▸ **Exercise objective**:
Lines containing "hits": state how many there are in these entries, and write only that number.
----------
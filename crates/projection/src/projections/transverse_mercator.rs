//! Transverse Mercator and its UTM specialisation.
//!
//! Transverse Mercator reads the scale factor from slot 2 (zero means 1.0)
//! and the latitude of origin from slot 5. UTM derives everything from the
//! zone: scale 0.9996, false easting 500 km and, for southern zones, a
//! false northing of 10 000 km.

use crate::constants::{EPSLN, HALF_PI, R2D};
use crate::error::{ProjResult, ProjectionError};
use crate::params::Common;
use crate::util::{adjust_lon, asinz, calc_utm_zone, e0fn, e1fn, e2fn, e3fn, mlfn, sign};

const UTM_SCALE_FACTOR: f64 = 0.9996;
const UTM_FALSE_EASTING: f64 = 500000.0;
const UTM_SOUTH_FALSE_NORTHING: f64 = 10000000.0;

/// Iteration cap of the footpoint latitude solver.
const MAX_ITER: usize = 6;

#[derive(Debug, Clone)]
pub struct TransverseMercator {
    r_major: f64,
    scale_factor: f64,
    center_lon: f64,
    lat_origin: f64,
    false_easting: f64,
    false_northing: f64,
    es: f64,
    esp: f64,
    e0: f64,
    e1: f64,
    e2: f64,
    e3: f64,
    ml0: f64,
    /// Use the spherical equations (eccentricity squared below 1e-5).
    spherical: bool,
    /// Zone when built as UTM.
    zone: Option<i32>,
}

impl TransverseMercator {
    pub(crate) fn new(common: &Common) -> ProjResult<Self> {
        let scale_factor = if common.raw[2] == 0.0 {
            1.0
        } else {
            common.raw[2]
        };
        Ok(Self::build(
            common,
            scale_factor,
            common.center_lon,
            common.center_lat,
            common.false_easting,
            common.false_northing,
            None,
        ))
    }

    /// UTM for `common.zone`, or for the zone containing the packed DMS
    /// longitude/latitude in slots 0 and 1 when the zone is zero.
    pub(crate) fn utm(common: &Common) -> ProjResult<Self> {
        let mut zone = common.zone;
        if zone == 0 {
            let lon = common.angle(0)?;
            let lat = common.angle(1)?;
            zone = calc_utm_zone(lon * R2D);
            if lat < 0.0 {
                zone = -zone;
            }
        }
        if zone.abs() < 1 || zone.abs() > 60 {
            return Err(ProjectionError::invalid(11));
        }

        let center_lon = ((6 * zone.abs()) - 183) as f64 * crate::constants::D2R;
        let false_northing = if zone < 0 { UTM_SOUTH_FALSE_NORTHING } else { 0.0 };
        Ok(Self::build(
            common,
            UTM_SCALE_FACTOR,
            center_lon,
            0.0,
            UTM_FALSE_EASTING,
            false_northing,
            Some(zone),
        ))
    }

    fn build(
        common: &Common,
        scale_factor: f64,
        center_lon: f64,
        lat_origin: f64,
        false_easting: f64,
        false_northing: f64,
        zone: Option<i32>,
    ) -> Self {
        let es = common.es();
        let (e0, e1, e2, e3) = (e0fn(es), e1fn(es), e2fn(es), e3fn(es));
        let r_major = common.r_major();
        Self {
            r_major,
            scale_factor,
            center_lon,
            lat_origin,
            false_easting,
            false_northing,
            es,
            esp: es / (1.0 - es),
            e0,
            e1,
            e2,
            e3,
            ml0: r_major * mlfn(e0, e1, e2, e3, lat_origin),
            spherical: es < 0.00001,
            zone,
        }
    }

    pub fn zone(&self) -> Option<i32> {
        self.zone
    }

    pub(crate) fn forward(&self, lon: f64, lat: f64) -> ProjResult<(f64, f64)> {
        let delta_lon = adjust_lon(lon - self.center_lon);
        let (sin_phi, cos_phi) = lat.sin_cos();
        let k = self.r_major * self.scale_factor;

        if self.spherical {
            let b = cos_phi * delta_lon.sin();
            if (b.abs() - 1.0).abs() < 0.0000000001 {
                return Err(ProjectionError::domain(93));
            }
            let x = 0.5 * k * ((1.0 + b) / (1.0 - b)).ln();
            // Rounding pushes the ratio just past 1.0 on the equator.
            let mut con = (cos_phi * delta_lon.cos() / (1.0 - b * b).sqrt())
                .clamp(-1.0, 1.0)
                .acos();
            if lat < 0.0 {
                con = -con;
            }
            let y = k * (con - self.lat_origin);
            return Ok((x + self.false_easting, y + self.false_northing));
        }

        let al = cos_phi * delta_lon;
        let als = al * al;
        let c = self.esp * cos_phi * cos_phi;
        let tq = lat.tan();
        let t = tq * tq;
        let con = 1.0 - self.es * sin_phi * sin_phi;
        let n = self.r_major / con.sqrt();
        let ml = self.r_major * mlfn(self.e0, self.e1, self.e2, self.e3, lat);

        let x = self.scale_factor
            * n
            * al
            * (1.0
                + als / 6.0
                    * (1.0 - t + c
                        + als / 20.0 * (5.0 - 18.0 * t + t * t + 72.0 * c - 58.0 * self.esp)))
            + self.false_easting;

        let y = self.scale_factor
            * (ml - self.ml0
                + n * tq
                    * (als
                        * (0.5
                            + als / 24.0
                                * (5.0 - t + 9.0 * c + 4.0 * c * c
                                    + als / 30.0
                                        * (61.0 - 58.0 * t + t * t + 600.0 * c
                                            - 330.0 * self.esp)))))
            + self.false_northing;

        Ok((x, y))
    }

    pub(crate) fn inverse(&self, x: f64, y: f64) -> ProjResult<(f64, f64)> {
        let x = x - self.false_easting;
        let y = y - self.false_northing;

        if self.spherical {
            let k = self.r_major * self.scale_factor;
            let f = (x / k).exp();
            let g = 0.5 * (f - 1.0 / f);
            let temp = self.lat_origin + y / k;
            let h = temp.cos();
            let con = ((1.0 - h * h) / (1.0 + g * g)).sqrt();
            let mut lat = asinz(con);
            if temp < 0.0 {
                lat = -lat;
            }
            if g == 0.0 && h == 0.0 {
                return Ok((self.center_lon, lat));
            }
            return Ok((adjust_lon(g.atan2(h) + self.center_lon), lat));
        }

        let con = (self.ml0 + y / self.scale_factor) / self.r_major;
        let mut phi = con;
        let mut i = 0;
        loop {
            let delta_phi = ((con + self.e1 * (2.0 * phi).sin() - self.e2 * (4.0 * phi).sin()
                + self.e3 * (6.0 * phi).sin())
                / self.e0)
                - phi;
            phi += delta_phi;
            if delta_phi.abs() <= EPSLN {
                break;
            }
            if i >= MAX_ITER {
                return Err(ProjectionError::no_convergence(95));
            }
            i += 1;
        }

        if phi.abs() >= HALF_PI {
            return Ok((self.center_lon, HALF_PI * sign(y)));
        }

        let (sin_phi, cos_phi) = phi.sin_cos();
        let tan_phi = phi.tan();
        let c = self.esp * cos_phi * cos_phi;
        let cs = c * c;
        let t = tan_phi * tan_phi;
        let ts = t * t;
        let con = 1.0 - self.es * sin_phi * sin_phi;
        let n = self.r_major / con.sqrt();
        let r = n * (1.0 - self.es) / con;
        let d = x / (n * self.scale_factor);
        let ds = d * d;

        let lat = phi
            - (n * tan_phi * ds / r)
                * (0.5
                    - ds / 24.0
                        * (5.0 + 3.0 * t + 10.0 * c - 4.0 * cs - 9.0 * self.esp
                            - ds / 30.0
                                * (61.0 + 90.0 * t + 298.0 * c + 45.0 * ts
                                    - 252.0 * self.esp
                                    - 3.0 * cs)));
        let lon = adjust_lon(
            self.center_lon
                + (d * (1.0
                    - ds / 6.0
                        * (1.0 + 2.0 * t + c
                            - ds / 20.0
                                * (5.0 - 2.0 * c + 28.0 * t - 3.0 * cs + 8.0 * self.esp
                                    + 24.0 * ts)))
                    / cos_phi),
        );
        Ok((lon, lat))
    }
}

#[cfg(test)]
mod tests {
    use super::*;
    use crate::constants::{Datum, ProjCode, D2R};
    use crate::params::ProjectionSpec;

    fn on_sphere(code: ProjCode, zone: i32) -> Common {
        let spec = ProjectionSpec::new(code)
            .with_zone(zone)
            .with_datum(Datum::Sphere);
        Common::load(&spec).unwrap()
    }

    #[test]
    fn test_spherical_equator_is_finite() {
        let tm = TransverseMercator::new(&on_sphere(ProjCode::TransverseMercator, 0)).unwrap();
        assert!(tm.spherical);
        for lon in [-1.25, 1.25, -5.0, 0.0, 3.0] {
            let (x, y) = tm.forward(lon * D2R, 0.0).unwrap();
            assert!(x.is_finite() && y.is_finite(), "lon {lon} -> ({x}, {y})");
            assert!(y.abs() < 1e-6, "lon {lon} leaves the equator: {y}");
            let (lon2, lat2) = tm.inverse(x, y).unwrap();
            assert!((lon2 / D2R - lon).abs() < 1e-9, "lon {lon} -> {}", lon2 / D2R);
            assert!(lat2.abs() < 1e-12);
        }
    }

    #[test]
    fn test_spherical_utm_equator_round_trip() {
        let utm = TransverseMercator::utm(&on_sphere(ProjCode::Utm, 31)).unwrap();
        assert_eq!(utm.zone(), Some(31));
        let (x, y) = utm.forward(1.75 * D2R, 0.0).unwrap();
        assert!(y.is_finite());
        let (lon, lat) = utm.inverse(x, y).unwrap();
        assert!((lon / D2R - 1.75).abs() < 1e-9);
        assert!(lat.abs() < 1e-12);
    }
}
----------
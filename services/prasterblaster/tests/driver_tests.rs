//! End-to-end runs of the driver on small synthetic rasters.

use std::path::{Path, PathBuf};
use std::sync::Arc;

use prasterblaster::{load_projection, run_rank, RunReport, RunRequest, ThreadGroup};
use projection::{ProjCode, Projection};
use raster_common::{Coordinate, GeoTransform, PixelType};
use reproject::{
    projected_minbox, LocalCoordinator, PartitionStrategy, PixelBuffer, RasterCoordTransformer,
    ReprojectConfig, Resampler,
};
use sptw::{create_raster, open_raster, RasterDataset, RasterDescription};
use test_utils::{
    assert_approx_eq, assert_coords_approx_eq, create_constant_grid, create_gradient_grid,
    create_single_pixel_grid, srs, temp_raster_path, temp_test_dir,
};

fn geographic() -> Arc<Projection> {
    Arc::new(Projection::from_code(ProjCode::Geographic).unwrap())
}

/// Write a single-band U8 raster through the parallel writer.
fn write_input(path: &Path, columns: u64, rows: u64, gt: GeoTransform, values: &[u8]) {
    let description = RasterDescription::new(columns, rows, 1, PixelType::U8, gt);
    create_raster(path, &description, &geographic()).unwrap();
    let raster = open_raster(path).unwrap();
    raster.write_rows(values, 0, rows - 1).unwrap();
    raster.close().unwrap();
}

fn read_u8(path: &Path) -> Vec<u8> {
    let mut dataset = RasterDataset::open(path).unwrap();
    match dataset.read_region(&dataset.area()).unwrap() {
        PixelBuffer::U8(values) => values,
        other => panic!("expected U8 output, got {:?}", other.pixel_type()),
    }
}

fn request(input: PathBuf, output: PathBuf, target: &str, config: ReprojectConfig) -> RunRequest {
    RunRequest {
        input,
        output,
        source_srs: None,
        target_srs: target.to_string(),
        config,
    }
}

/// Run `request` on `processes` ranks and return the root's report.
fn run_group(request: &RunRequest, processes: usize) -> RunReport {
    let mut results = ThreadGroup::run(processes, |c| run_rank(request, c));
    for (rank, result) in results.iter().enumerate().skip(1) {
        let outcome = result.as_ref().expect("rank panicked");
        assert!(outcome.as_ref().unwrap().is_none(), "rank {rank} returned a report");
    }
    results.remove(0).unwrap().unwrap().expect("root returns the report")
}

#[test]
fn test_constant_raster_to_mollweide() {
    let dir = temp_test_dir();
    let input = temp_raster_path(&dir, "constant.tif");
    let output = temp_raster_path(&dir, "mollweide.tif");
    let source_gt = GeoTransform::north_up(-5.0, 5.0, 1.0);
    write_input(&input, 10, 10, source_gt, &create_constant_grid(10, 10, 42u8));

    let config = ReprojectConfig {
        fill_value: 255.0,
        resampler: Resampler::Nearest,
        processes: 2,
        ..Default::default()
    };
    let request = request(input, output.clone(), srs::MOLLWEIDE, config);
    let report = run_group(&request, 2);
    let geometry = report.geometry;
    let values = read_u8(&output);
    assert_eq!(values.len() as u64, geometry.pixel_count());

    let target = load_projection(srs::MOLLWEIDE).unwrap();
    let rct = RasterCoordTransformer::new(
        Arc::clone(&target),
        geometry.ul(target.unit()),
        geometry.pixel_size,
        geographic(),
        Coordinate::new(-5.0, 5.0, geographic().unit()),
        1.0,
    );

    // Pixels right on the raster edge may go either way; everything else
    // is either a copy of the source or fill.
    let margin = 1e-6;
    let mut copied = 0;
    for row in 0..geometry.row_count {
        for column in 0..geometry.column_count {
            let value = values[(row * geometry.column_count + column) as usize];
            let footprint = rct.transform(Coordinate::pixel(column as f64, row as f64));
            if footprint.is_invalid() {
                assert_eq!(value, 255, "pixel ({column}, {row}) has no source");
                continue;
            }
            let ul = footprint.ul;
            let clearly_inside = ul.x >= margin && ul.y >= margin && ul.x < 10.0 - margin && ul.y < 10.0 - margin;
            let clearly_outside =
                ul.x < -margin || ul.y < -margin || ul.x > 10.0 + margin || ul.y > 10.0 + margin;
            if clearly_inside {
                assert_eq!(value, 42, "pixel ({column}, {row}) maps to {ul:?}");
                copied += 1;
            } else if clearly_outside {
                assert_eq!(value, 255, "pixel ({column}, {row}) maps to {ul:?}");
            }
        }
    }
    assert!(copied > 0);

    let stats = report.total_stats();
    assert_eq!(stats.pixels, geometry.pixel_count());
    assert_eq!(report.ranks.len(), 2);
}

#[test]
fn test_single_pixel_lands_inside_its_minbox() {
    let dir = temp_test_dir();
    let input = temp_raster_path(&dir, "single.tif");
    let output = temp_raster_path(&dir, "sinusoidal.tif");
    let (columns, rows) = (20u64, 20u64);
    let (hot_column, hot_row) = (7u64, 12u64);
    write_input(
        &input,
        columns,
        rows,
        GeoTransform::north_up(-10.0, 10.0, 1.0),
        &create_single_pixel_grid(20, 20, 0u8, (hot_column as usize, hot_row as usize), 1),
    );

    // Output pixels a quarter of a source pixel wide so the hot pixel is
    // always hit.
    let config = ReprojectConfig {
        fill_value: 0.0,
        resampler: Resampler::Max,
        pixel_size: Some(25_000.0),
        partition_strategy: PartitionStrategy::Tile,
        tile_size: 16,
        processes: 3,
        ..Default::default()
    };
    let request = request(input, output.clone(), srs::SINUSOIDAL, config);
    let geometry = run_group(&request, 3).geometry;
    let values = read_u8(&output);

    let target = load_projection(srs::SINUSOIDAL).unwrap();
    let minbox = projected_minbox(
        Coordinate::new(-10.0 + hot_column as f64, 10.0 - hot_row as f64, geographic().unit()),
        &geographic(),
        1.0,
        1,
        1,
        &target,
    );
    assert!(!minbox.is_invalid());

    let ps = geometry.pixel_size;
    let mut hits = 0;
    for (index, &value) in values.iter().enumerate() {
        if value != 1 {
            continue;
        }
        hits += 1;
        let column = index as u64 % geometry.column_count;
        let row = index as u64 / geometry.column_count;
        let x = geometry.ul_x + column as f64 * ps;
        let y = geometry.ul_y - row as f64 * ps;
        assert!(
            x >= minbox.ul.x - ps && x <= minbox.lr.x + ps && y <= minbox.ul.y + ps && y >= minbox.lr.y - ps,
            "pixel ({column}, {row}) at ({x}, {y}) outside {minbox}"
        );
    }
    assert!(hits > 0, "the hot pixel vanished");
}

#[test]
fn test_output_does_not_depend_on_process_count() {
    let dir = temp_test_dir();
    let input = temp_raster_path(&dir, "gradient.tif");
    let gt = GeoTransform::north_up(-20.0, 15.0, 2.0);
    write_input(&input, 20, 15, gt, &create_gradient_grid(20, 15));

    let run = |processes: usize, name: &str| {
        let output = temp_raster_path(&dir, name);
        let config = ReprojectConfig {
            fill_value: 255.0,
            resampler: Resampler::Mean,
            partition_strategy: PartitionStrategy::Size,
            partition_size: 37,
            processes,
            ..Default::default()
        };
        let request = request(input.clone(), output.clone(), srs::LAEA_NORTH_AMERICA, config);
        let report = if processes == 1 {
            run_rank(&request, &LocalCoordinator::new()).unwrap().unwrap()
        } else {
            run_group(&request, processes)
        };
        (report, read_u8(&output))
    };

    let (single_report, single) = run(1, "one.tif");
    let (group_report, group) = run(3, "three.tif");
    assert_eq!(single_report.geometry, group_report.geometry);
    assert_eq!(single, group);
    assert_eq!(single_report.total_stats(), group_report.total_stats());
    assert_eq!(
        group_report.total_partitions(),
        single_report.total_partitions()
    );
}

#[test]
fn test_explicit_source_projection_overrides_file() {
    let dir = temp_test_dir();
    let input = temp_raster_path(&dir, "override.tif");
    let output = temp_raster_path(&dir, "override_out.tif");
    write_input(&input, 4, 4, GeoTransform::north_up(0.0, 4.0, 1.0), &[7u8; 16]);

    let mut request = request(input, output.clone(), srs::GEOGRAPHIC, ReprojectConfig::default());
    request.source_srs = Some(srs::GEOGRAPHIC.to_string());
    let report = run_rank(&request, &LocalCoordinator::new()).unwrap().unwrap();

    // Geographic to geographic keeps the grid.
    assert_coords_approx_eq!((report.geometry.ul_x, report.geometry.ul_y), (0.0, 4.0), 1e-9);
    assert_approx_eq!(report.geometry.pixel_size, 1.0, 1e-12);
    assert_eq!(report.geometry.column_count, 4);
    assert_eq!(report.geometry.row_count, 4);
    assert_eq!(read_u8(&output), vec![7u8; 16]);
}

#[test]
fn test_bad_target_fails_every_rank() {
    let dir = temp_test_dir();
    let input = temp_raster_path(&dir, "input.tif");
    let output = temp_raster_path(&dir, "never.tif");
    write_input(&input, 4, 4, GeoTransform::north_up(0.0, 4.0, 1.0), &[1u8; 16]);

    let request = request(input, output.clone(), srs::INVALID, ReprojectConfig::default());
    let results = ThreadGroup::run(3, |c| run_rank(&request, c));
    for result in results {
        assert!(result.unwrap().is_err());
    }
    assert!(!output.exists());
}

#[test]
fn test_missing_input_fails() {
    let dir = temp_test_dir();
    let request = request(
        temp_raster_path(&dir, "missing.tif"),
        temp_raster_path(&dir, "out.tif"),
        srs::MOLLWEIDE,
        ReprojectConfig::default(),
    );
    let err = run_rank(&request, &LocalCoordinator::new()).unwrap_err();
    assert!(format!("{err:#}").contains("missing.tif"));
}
----------
▸ **Solution for this exercise**:
3